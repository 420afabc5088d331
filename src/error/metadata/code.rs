use std::collections::HashMap;
use std::fmt::{self, Display};

use serde::Serialize;
use strum::IntoEnumIterator;
use strum_macros::{EnumIter, EnumString};

/// `PlugsErrorCode` contains the error codes associated with specific errors.
#[derive(
    Debug, Copy, Clone, Hash, PartialEq, Eq, PartialOrd, Ord, Serialize, EnumString, EnumIter,
)]
pub enum PlugsErrorCode {
    E001,
    E002,
    E003,
    E004,
    E005,
}

impl Display for PlugsErrorCode {
    fn fmt(&self, formatter: &mut fmt::Formatter<'_>) -> fmt::Result {
        write!(formatter, "{:?}", &self)
    }
}

impl PlugsErrorCode {
    // builds a Map of every possible code and its explanation, so we can
    // access from the `explain` function
    fn explanations() -> HashMap<PlugsErrorCode, &'static str> {
        HashMap::from([
            (PlugsErrorCode::E001, include_str!("./codes/E001.md")),
            (PlugsErrorCode::E002, include_str!("./codes/E002.md")),
            (PlugsErrorCode::E003, include_str!("./codes/E003.md")),
            (PlugsErrorCode::E004, include_str!("./codes/E004.md")),
            (PlugsErrorCode::E005, include_str!("./codes/E005.md")),
        ])
    }

    /// For a given error code, returns a markdown string with a given error's
    /// explanation. Explanations are in ./codes
    pub fn explain(&self) -> String {
        match Self::explanations().get(self) {
            Some(explanation) => format!("**{}**\n\n{}\n\n", &self, explanation.trim()),
            None => "Explanation not available".to_string(),
        }
    }

    pub fn all() -> Vec<PlugsErrorCode> {
        PlugsErrorCode::iter().collect()
    }
}
use std::collections::BTreeMap;

use super::{
    ChainSelection, DeploymentMode, HookConfig, IntegrationType, ProjectConstants, TokenConstants,
    TokenLimit,
};
use crate::options::Hooks;

/// Builds the constants for every selected token: each token gets its limits
/// on every chain of the selection under the `fast` integration, all nested
/// under the production deployment mode.
pub fn assemble(
    selection: &ChainSelection,
    token_limits: &[TokenLimit],
    hook_type: Hooks,
) -> ProjectConstants {
    let all_chains = selection.all_chains();
    let mut constants = ProjectConstants::new_prod();

    for TokenLimit { token, limits } in token_limits {
        let limits_and_pool_id = all_chains
            .iter()
            .map(|chain| (*chain, BTreeMap::from([(IntegrationType::Fast, limits.clone())])))
            .collect();
        tracing::debug!(%token, chains = all_chains.len(), "assembled limits");
        constants.insert(
            DeploymentMode::Prod,
            token.clone(),
            TokenConstants {
                vault_chains: selection.vault_chains.clone(),
                controller_chains: selection.controller_chains.clone(),
                hook: HookConfig {
                    hook_type,
                    limits_and_pool_id,
                },
            },
        );
    }
    constants
}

__________________________________________________

• _WORK ORDER_
Set down nothing but the lines from the one containing "let mut constants" through the end of the entries above, exactly as written, both ends counted.

• _REPLY TO THE EXERCISE_
    let mut constants = ProjectConstants::new_prod();

    for TokenLimit { token, limits } in token_limits {
        let limits_and_pool_id = all_chains
            .iter()
            .map(|chain| (*chain, BTreeMap::from([(IntegrationType::Fast, limits.clone())])))
            .collect();
        tracing::debug!(%token, chains = all_chains.len(), "assembled limits");
        constants.insert(
            DeploymentMode::Prod,
            token.clone(),
            TokenConstants {
                vault_chains: selection.vault_chains.clone(),
                controller_chains: selection.controller_chains.clone(),
                hook: HookConfig {
                    hook_type,
                    limits_and_pool_id,
                },
            },
        );
    }
    constants
}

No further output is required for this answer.